Gayo A, Mozo L, Suárez A, Tuñón A, Lahoz C, Gutiérrez C
Department of Immunology, Hospital Central de Asturias, Universidad de Oviedo, Spain.
Neurology. 1999 Jun 10;52(9):1764-70. doi: 10.1212/wnl.52.9.1764.
Interferon beta (IFNbeta) lessens the overall frequency of acute attacks in patients with the relapsing-remitting form of multiple sclerosis (RRMS). IFNbeta may act by decreasing the synthesis of inflammatory cytokines.
To determine whether IFNbeta-1b treatment had an initial and sustained effect on the in vivo synthesis and secretion of tumor necrosis factor alpha (TNFalpha) and IFNgamma.
A highly sensitive reverse-transcriptase PCR technique was used to measure baseline levels of mRNA in freshly isolated cells from patients before therapy and at 3, 6, and 12 months of treatment. Also, protein concentration was measured in serum and in culture supernatants from mitogen-stimulated cells. The authors studied 16 patients, of whom 11 did not have clinical exacerbations, whereas 5 had one clinical relapse each during the study.
Mean values of TNFalpha mRNA levels in the 11 stable patients decreased significantly at 3 and 6 months of treatment in comparison with initial data.
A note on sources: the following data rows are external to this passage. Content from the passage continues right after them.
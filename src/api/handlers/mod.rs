use axum::{
    extract::{Path, State},
    http::StatusCode,
    response::IntoResponse,
    Json,
};

use super::{ApiError, JsonBody};
use crate::models::*;
use crate::store::{parse_id, validate_update, PlanetStore, StoreError};

// ============================================================
// Health
// ============================================================

pub async fn health() -> impl IntoResponse {
    Json(serde_json::json!({ "status": "ok" }))
}

// ============================================================
// Planets
// ============================================================

pub async fn list_planets(State(store): State<PlanetStore>) -> Json<Vec<Planet>> {
    Json(store.list())
}

pub async fn get_planet(
    State(store): State<PlanetStore>,
    Path(id): Path<String>,
) -> Result<Json<Planet>, ApiError> {
    let id = parse_id(&id).ok_or(StoreError::NotFound)?;
    Ok(Json(store.get_by_id(id)?))
}

pub async fn create_planet(
    State(store): State<PlanetStore>,
    JsonBody(body): JsonBody,
) -> Result<(StatusCode, Json<PlanetMessageResponse>), ApiError> {
    let planet = store.create(&body)?;
    Ok((
        StatusCode::CREATED,
        Json(PlanetMessageResponse {
            msg: PLANET_CREATED.to_string(),
            planet,
        }),
    ))
}

pub async fn update_planet(
    State(store): State<PlanetStore>,
    Path(id): Path<String>,
    JsonBody(body): JsonBody,
) -> Result<Json<PlanetMessageResponse>, ApiError> {
    let planet = match parse_id(&id) {
        Some(id) => store.update(id, &body)?,
        None => {
            // The payload is still checked first so a bad body wins over a bad id.
            validate_update(&body)?;
            return Err(StoreError::NotFound.into());
        }
    };

    Ok(Json(PlanetMessageResponse {
        msg: PLANET_UPDATED.to_string(),
        planet,
    }))
}

pub async fn delete_planet(
    State(store): State<PlanetStore>,
    Path(id): Path<String>,
) -> Result<Json<MessageResponse>, ApiError> {
    let id = parse_id(&id).ok_or(StoreError::NotFound)?;
    store.delete(id)?;
    Ok(Json(MessageResponse::new(PLANET_DELETED)))
}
After 6 months of therapy, IFNbeta-1b downmodulated TNFalpha transcripts in the 5 patients who experienced relapse. In this group of patients, TNFalpha levels rose sharply to reach pretreated values at 1 year of IFNbeta-1b treatment. At the beginning of therapy, 6 patients had high concentrations of serum TNFalpha, which decreased to normal values following IFNbeta-1b therapy. IFNgamma mRNA expression also diminished after 6 and 12 months of IFNbeta-1b therapy in the group of stable patients, whereas nonrelevant variations were observed in patients who had one relapse. Initially, patients' peripheral mononuclear cells secreted diminished amounts of TNFalpha and IFNgamma on PHA + PMA mitogen stimulation in comparison with normal control subjects. After 1 year of therapy, IFNbeta-1b restored the normal production of TNFalpha, whereas therapy did not restore IFNgamma secretion to control values.
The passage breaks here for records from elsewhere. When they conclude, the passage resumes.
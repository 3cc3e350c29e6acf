//! Domain models for the planet catalogue.
//!
//! - [`Planet`]: the only stored entity, identified by a caller-chosen integer id.
//! - [`CreatePlanetInput`] / [`UpdatePlanetInput`]: payloads that have passed
//!   schema validation (see [`crate::store::validation`]).
//! - [`MessageResponse`] / [`PlanetMessageResponse`]: response envelopes
//!   returned by the HTTP API.

mod planet;
mod response;

pub use planet::*;
pub use response::*;
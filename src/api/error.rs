//! Mapping of failures onto HTTP responses.

use axum::{
    http::StatusCode,
    response::{IntoResponse, Response},
    Json,
};
use thiserror::Error;

use crate::models::{MessageResponse, PLANET_NOT_FOUND};
use crate::store::{StoreError, ValidationError};

/// Every error body has the shape `{"msg": "..."}`.
#[derive(Error, Debug)]
pub enum ApiError {
    #[error("{0}")]
    BadRequest(String),

    #[error("{0}")]
    NotFound(String),
}

impl ApiError {
    pub fn status(&self) -> StatusCode {
        match self {
            ApiError::BadRequest(_) => StatusCode::BAD_REQUEST,
            ApiError::NotFound(_) => StatusCode::NOT_FOUND,
        }
    }
}

impl IntoResponse for ApiError {
    fn into_response(self) -> Response {
        let status = self.status();
        (status, Json(MessageResponse::new(self.to_string()))).into_response()
    }
}

impl From<StoreError> for ApiError {
    fn from(err: StoreError) -> Self {
        match err {
            StoreError::Validation(e) => e.into(),
            StoreError::NotFound => ApiError::NotFound(PLANET_NOT_FOUND.to_string()),
        }
    }
}

impl From<ValidationError> for ApiError {
    fn from(err: ValidationError) -> Self {
        ApiError::BadRequest(err.message)
    }
}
IFNbeta-1b decreases the spontaneous expression of two proinflammatory cytokines.
干扰素β(IFNβ)可降低复发缓解型多发性硬化症(RRMS)患者急性发作的总体频率。IFNβ可能通过减少炎性细胞因子的合成发挥作用。
确定IFNβ-1b治疗对肿瘤坏死因子α(TNFα)和干扰素γ(IFNγ)的体内合成及分泌是否具有初始和持续影响。
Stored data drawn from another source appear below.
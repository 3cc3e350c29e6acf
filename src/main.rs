use std::net::IpAddr;

use clap::{Parser, Subcommand};
use tracing_subscriber::{layer::SubscriberExt, util::SubscriberInitExt};

use planets::{api, config::ServerConfig, store::PlanetStore};

#[derive(Parser)]
#[command(name = "planets")]
#[command(about = "In-memory planet catalogue served over HTTP")]
struct Cli {
    #[command(subcommand)]
    command: Option<Commands>,
}

#[derive(Subcommand)]
enum Commands {
    /// Start the HTTP server
    Serve {
        /// Address to bind (overrides PLANETS_HOST)
        #[arg(long)]
        host: Option<IpAddr>,

        /// Port to bind (overrides PLANETS_PORT)
        #[arg(short, long)]
        port: Option<u16>,
    },
}

fn init_tracing() {
    let filter = tracing_subscriber::EnvFilter::new(
        std::env::var("RUST_LOG").unwrap_or_else(|_| "planets=debug,tower_http=debug".into()),
    );

    tracing_subscriber::registry()
        .with(filter)
        .with(tracing_subscriber::fmt::layer())
        .init();
}

#[tokio::main]
async fn main() -> anyhow::Result<()> {
    let cli = Cli::parse();
    init_tracing();

    let config = ServerConfig::from_env()?;
    let config = match cli.command {
        Some(Commands::Serve { host, port }) => config.with_overrides(host, port),
        None => config,
    };

    serve(config).await
}

async fn serve(config: ServerConfig) -> anyhow::Result<()> {
    let store = PlanetStore::seeded();
    tracing::info!(planets = store.len(), "Seeded planet store");

    let app = api::create_router(store);

    let addr = config.socket_addr();
    let listener = tokio::net::TcpListener::bind(addr).await?;
    tracing::info!("Planets server listening on http://{}", addr);

    axum::serve(listener, app)
        .with_graceful_shutdown(shutdown_signal())
        .await?;

    tracing::info!("Server stopped");
    Ok(())
}

/// Resolves on Ctrl-C, or SIGTERM on Unix.
async fn shutdown_signal() {
    let ctrl_c = async {
        if let Err(e) = tokio::signal::ctrl_c().await {
            tracing::error!("Failed to listen for Ctrl-C: {}", e);
            std::future::pending::<()>().await;
        }
    };

    #[cfg(unix)]
    let terminate = async {
        match tokio::signal::unix::signal(tokio::signal::unix::SignalKind::terminate()) {
            Ok(mut signal) => {
                signal.recv().await;
            }
            Err(e) => {
                tracing::error!("Failed to listen for SIGTERM: {}", e);
                std::future::pending::<()>().await;
            }
        }
    };

    #[cfg(not(unix))]
    let terminate = std::future::pending::<()>();

    tokio::select! {
        () = ctrl_c => tracing::info!("Received Ctrl-C, shutting down"),
        () = terminate => tracing::info!("Received SIGTERM, shutting down"),
    }
}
采用高灵敏度逆转录聚合酶链反应技术,测量治疗前及治疗3、6和12个月时患者新鲜分离细胞中mRNA的基线水平。此外,还测量了丝裂原刺激细胞的血清及培养上清液中的蛋白质浓度。作者研究了16例患者,其中11例无临床病情加重,而5例在研究期间各有一次临床复发。
与初始数据相比,11例病情稳定患者的TNFα mRNA水平平均值在治疗3个月和6个月时显著降低。治疗6个月后,IFNβ-1b使5例复发患者的TNFα转录本下调。在这组患者中,TNFα水平在IFNβ-1b治疗1年时急剧上升至治疗前水平。治疗开始时,6例患者血清TNFα浓度较高,IFNβ-1b治疗后降至正常水平。在病情稳定的患者组中,IFNβ-1b治疗6个月和12个月后,IFNγ mRNA表达也降低,而有一次复发的患者中观察到无显著变化。最初,与正常对照受试者相比,患者外周血单个核细胞在PHA + PMA丝裂原刺激下分泌的TNFα和IFNγ量减少。治疗1年后,IFNβ-1b恢复了TNFα的正常产生,而治疗未将IFNγ分泌恢复至对照值。
IFNβ-1b可降低两种促炎细胞因子的自发表达。